§ **Instructions for the task**: Could you copy every record below exactly as it is written?
-- Opening Marker --
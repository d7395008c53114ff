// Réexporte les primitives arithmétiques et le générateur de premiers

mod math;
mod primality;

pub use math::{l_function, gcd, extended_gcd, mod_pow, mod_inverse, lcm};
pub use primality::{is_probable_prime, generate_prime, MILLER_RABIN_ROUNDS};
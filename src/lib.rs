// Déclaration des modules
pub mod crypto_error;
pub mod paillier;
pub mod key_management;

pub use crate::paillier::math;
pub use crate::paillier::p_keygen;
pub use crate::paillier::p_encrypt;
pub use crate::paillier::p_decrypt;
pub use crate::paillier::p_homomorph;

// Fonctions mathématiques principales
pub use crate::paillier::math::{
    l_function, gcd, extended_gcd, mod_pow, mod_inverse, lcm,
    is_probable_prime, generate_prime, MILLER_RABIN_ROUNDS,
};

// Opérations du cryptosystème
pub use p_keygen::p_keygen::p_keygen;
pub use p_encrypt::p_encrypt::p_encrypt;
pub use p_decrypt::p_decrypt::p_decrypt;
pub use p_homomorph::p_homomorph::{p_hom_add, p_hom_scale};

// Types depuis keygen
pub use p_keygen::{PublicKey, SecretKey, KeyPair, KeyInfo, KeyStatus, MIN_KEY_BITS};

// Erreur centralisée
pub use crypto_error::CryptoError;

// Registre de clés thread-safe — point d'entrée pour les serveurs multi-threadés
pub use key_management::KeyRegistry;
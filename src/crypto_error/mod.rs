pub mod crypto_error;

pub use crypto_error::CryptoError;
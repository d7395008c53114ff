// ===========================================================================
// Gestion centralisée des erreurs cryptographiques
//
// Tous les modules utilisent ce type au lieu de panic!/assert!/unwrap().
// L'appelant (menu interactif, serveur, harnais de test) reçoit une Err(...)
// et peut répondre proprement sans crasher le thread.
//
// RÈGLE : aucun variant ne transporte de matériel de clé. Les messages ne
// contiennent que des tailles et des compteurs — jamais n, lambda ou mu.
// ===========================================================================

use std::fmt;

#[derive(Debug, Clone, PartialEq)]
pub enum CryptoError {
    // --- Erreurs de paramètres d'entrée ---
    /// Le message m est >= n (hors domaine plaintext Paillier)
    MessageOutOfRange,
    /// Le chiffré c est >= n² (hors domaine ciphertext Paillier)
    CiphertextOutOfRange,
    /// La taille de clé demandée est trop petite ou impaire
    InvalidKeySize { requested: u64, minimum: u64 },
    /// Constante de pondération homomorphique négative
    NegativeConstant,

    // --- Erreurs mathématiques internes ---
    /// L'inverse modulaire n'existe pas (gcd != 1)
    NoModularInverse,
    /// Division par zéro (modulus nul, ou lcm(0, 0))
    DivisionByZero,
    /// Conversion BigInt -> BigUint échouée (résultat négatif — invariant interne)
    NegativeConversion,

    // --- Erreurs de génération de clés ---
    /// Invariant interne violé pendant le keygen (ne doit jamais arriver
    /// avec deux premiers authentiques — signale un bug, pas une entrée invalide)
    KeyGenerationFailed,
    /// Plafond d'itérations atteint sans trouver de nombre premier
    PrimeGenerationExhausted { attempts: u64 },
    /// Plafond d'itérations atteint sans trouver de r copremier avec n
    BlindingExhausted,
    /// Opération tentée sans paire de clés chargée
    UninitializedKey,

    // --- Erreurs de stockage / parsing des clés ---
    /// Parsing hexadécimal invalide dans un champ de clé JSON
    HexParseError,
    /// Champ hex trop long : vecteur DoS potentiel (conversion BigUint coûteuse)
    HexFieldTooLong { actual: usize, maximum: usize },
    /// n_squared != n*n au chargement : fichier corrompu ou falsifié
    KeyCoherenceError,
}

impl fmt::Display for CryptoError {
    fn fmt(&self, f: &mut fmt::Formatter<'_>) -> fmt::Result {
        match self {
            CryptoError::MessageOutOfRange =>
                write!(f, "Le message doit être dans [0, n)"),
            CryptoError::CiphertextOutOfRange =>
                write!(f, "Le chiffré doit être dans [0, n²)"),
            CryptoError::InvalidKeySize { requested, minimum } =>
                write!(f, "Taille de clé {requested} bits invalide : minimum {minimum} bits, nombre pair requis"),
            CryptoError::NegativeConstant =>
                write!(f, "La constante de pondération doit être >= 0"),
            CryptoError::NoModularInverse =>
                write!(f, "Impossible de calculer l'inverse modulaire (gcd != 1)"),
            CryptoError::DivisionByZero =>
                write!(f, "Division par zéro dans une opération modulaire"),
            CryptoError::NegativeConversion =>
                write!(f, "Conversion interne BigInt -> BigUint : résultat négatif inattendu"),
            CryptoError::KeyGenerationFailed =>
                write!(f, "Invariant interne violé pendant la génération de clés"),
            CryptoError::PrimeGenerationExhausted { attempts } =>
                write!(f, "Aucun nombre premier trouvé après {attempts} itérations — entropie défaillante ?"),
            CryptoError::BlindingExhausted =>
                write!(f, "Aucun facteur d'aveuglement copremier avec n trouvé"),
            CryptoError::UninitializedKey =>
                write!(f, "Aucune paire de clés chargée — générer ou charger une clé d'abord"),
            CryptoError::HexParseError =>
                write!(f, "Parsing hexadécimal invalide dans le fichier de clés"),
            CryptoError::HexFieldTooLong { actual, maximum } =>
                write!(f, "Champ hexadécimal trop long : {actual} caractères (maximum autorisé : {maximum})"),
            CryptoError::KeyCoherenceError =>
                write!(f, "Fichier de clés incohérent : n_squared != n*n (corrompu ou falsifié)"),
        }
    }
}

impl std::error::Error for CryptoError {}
-- Closing Marker --
§ **Result of the task**:
repository d7395008c53114ff
// Réexporte les primitives arithmétiques et le générateur de premiers

mod math;
mod primality;

pub use math::{l_function, gcd, extended_gcd, mod_pow, mod_inverse, lcm};
pub use primality::{is_probable_prime, generate_prime, MILLER_RABIN_ROUNDS};
filename src/lib.rs
// Déclaration des modules
pub mod crypto_error;
pub mod paillier;
pub mod key_management;

pub use crate::paillier::math;
pub use crate::paillier::p_keygen;
pub use crate::paillier::p_encrypt;
pub use crate::paillier::p_decrypt;
pub use crate::paillier::p_homomorph;

// Fonctions mathématiques principales
pub use crate::paillier::math::{
    l_function, gcd, extended_gcd, mod_pow, mod_inverse, lcm,
    is_probable_prime, generate_prime, MILLER_RABIN_ROUNDS,
};

// Opérations du cryptosystème
pub use p_keygen::p_keygen::p_keygen;
pub use p_encrypt::p_encrypt::p_encrypt;
pub use p_decrypt::p_decrypt::p_decrypt;
pub use p_homomorph::p_homomorph::{p_hom_add, p_hom_scale};

// Types depuis keygen
pub use p_keygen::{PublicKey, SecretKey, KeyPair, KeyInfo, KeyStatus, MIN_KEY_BITS};

// Erreur centralisée
pub use crypto_error::CryptoError;

// Registre de clés thread-safe — point d'entrée pour les serveurs multi-threadés
pub use key_management::KeyRegistry;
filename src/crypto_error/mod.rs
pub mod crypto_error;

pub use crypto_error::CryptoError;
repository d7395008c53114ff
// ===========================================================================
// Gestion centralisée des erreurs cryptographiques
//
// Tous les modules utilisent ce type au lieu de panic!/assert!/unwrap().
// L'appelant (menu interactif, serveur, harnais de test) reçoit une Err(...)
// et peut répondre proprement sans crasher le thread.
//
// RÈGLE : aucun variant ne transporte de matériel de clé. Les messages ne
// contiennent que des tailles et des compteurs — jamais n, lambda ou mu.
// ===========================================================================

use std::fmt;

#[derive(Debug, Clone, PartialEq)]
pub enum CryptoError {
    // --- Erreurs de paramètres d'entrée ---
    /// Le message m est >= n (hors domaine plaintext Paillier)
    MessageOutOfRange,
    /// Le chiffré c est >= n² (hors domaine ciphertext Paillier)
    CiphertextOutOfRange,
    /// La taille de clé demandée est trop petite ou impaire
    InvalidKeySize { requested: u64, minimum: u64 },
    /// Constante de pondération homomorphique négative
    NegativeConstant,

    // --- Erreurs mathématiques internes ---
    /// L'inverse modulaire n'existe pas (gcd != 1)
    NoModularInverse,
    /// Division par zéro (modulus nul, ou lcm(0, 0))
    DivisionByZero,
    /// Conversion BigInt -> BigUint échouée (résultat négatif — invariant interne)
    NegativeConversion,

    // --- Erreurs de génération de clés ---
    /// Invariant interne violé pendant le keygen (ne doit jamais arriver
    /// avec deux premiers authentiques — signale un bug, pas une entrée invalide)
    KeyGenerationFailed,
    /// Plafond d'itérations atteint sans trouver de nombre premier
    PrimeGenerationExhausted { attempts: u64 },
    /// Plafond d'itérations atteint sans trouver de r copremier avec n
    BlindingExhausted,
    /// Opération tentée sans paire de clés chargée
    UninitializedKey,

    // --- Erreurs de stockage / parsing des clés ---
    /// Parsing hexadécimal invalide dans un champ de clé JSON
    HexParseError,
    /// Champ hex trop long : vecteur DoS potentiel (conversion BigUint coûteuse)
    HexFieldTooLong { actual: usize, maximum: usize },
    /// n_squared != n*n au chargement : fichier corrompu ou falsifié
    KeyCoherenceError,
}

impl fmt::Display for CryptoError {
    fn fmt(&self, f: &mut fmt::Formatter<'_>) -> fmt::Result {
        match self {
            CryptoError::MessageOutOfRange =>
                write!(f, "Le message doit être dans [0, n)"),
            CryptoError::CiphertextOutOfRange =>
                write!(f, "Le chiffré doit être dans [0, n²)"),
            CryptoError::InvalidKeySize { requested, minimum } =>
                write!(f, "Taille de clé {requested} bits invalide : minimum {minimum} bits, nombre pair requis"),
            CryptoError::NegativeConstant =>
                write!(f, "La constante de pondération doit être >= 0"),
            CryptoError::NoModularInverse =>
                write!(f, "Impossible de calculer l'inverse modulaire (gcd != 1)"),
            CryptoError::DivisionByZero =>
                write!(f, "Division par zéro dans une opération modulaire"),
            CryptoError::NegativeConversion =>
                write!(f, "Conversion interne BigInt -> BigUint : résultat négatif inattendu"),
            CryptoError::KeyGenerationFailed =>
                write!(f, "Invariant interne violé pendant la génération de clés"),
            CryptoError::PrimeGenerationExhausted { attempts } =>
                write!(f, "Aucun nombre premier trouvé après {attempts} itérations — entropie défaillante ?"),
            CryptoError::BlindingExhausted =>
                write!(f, "Aucun facteur d'aveuglement copremier avec n trouvé"),
            CryptoError::UninitializedKey =>
                write!(f, "Aucune paire de clés chargée — générer ou charger une clé d'abord"),
            CryptoError::HexParseError =>
                write!(f, "Parsing hexadécimal invalide dans le fichier de clés"),
            CryptoError::HexFieldTooLong { actual, maximum } =>
                write!(f, "Champ hexadécimal trop long : {actual} caractères (maximum autorisé : {maximum})"),
            CryptoError::KeyCoherenceError =>
                write!(f, "Fichier de clés incohérent : n_squared != n*n (corrompu ou falsifié)"),
        }
    }
}

impl std::error::Error for CryptoError {}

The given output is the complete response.